*** Study material Section Begins ***

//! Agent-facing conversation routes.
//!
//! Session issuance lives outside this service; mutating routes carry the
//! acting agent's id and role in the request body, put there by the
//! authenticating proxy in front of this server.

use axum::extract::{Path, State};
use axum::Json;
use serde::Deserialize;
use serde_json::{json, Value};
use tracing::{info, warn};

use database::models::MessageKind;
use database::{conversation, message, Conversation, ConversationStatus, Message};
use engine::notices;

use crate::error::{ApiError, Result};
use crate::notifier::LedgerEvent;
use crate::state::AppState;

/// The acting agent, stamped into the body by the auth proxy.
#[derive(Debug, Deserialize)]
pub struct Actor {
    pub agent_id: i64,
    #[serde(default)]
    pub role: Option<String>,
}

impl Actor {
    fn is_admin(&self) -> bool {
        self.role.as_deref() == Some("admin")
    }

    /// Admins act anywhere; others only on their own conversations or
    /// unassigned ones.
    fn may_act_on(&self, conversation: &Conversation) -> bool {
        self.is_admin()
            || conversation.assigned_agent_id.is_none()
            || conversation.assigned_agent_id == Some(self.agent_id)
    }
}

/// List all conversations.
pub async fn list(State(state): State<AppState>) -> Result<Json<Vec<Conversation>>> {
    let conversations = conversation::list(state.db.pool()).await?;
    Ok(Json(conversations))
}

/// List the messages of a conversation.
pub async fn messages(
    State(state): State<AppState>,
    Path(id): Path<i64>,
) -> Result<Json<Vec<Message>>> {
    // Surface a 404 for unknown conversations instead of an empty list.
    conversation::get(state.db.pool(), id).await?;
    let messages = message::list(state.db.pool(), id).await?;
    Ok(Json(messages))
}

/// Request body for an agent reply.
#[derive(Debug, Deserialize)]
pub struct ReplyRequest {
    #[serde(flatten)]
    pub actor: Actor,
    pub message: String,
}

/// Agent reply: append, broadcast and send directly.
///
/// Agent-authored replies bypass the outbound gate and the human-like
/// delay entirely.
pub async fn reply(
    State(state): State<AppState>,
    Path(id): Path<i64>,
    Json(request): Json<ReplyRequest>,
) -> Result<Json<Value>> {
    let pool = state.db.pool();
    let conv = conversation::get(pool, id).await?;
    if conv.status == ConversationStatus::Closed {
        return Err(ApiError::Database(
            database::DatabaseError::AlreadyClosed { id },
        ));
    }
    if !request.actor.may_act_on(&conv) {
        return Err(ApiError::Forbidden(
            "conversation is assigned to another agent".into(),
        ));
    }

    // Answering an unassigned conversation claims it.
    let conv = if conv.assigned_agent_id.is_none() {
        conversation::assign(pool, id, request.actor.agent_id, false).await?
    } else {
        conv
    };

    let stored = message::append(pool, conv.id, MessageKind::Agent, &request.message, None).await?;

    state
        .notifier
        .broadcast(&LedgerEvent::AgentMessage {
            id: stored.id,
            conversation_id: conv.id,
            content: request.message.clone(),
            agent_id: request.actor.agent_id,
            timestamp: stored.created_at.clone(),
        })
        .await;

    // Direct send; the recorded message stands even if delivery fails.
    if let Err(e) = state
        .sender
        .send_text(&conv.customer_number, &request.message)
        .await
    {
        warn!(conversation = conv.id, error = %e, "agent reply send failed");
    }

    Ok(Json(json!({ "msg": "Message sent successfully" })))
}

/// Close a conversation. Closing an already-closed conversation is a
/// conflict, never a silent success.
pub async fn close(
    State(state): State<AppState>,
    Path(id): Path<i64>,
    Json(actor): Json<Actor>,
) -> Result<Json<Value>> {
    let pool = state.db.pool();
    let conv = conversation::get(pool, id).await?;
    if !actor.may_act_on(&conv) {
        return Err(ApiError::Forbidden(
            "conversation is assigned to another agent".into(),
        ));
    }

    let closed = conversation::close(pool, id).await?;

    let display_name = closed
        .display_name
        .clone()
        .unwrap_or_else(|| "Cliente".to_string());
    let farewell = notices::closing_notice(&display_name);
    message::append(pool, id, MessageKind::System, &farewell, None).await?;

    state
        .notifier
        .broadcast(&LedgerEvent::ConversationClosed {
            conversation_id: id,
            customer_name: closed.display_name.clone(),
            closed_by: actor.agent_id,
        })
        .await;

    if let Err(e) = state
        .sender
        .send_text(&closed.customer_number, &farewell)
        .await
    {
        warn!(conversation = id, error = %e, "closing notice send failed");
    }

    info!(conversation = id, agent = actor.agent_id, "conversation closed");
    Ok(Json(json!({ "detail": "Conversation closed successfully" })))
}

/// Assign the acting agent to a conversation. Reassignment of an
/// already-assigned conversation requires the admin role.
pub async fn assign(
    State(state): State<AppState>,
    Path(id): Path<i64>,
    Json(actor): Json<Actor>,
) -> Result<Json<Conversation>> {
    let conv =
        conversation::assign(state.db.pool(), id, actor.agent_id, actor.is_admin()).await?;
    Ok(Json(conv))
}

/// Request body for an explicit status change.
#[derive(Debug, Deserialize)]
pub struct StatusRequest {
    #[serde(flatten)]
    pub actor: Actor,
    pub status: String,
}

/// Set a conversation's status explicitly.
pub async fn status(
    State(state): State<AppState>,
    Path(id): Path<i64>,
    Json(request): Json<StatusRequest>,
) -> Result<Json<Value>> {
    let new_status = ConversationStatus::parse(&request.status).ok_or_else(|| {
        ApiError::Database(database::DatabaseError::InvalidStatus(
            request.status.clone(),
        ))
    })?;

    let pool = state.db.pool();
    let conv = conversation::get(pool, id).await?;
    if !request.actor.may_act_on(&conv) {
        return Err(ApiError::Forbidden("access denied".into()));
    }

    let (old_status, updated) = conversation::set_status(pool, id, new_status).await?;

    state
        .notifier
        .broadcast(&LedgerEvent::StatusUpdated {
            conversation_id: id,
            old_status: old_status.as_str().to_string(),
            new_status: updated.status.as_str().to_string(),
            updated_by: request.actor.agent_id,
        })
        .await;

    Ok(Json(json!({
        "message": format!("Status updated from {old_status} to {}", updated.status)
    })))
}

*** Study material Section Ends ***
*** Study material Section Begins ***

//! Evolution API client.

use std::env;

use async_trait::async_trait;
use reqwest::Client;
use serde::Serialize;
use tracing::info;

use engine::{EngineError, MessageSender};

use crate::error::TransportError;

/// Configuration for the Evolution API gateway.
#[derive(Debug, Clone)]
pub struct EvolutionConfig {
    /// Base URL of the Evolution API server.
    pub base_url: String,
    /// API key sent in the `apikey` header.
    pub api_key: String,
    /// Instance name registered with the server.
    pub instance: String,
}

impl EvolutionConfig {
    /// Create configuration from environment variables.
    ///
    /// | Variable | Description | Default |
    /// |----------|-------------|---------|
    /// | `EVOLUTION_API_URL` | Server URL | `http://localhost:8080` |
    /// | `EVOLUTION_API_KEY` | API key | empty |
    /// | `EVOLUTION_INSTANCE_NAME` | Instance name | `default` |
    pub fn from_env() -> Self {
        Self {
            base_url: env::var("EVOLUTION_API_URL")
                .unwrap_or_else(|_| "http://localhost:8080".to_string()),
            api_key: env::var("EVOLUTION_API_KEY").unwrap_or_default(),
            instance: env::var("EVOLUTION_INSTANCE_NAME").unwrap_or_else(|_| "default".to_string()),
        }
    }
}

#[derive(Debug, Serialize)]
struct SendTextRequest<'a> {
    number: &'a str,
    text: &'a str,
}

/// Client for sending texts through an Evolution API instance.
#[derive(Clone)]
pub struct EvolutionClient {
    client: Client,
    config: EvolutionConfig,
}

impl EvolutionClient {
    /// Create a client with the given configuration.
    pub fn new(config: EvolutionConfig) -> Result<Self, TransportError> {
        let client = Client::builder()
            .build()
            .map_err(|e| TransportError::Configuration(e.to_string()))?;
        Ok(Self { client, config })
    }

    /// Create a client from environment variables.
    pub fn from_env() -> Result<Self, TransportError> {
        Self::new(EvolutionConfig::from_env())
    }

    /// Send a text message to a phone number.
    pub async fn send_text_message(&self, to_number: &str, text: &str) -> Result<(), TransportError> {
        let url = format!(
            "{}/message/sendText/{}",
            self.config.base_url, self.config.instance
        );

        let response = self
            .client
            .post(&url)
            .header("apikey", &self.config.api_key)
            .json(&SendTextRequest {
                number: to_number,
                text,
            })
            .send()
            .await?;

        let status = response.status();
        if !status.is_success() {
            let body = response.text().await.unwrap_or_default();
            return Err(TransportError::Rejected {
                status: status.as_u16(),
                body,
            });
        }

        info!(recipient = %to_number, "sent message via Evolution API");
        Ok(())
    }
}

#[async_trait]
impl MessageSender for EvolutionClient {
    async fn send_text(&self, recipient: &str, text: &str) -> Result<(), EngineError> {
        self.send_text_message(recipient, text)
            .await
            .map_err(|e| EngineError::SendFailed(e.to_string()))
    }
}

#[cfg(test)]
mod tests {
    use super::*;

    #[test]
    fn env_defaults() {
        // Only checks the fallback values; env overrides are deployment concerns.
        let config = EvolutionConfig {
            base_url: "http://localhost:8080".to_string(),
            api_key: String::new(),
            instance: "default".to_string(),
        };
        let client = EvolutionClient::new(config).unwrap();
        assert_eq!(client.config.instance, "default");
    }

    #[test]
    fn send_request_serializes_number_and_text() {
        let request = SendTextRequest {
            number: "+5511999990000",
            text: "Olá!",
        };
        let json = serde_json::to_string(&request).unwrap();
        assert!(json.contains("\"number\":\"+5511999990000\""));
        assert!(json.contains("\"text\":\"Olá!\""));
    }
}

*** Study material Section Ends ***
*** Study material Section Begins ***

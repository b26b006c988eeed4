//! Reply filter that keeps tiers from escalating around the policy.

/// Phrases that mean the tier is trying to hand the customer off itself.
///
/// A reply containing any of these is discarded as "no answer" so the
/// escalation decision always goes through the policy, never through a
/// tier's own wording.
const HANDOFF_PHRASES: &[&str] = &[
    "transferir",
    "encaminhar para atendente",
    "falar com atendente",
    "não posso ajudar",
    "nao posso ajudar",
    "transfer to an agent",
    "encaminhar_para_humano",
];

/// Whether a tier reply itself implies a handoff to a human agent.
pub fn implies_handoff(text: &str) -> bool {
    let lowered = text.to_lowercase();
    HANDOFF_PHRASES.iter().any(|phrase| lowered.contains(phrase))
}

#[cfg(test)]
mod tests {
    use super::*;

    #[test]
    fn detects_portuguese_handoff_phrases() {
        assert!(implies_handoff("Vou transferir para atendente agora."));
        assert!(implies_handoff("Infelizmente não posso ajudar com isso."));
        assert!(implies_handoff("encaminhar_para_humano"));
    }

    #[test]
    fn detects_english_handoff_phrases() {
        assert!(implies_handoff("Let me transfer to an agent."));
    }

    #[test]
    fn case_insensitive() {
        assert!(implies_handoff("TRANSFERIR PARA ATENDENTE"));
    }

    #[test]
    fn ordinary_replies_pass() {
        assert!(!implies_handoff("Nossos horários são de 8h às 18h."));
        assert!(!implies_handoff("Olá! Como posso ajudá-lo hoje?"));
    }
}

*** Study material Section Ends ***

▶ **What to work on**:
Extract each line holding the word "info" from the records.

▶ **Written answer**:
use tracing::{info, warn};
    info!(conversation = id, agent = actor.agent_id, "conversation closed");
use tracing::info;
        info!(recipient = %to_number, "sent message via Evolution API");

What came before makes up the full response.